### Task instructions:
The answer must consist of every line below that holds the word "concurrent".
═══ Extracted material
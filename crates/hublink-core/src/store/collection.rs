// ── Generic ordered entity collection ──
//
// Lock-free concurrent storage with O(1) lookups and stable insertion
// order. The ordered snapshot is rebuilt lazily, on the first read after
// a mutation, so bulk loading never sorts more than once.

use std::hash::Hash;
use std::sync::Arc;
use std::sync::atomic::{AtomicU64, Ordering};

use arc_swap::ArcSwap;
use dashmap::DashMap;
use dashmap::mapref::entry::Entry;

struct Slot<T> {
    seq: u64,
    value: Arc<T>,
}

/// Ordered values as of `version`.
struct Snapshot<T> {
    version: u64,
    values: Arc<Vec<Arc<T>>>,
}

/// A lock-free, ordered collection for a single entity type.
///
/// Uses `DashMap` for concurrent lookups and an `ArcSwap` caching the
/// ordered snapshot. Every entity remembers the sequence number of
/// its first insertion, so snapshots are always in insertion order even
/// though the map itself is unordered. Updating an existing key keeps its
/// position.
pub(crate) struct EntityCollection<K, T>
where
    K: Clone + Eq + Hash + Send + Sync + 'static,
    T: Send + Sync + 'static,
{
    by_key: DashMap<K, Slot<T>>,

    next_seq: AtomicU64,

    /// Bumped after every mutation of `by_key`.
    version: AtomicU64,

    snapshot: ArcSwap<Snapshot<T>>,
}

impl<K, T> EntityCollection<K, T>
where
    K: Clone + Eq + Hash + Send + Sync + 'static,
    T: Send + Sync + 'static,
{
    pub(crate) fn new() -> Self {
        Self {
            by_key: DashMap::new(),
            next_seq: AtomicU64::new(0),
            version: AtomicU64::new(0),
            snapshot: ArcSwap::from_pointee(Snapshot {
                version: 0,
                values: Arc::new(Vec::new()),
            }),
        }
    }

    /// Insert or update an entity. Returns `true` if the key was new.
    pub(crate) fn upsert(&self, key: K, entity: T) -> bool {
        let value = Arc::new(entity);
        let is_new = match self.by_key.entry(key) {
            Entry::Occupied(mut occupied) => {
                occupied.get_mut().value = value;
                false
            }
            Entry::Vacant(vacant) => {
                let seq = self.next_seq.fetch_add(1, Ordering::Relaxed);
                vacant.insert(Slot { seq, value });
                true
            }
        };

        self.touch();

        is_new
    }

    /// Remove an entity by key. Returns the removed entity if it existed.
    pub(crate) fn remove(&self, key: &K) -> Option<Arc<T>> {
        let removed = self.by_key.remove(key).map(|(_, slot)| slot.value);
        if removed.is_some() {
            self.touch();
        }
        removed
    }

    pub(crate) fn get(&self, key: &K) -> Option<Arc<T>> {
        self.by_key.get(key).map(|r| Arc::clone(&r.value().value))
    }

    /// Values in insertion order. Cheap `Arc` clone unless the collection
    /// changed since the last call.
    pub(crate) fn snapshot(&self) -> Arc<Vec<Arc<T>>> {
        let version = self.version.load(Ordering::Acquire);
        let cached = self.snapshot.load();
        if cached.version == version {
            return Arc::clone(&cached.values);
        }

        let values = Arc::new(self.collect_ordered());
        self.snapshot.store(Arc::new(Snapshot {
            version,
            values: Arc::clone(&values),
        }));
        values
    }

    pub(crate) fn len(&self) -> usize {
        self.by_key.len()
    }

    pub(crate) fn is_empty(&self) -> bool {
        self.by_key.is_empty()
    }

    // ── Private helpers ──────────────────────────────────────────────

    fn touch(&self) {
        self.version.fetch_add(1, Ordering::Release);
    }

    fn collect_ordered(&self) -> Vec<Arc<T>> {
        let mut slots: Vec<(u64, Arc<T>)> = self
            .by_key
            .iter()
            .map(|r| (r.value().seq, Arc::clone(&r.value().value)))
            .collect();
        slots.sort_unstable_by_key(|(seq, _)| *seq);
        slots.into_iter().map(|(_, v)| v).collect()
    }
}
══════
### Your response:
// Lock-free concurrent storage with O(1) lookups and stable insertion
/// Uses `DashMap` for concurrent lookups and an `ArcSwap` caching the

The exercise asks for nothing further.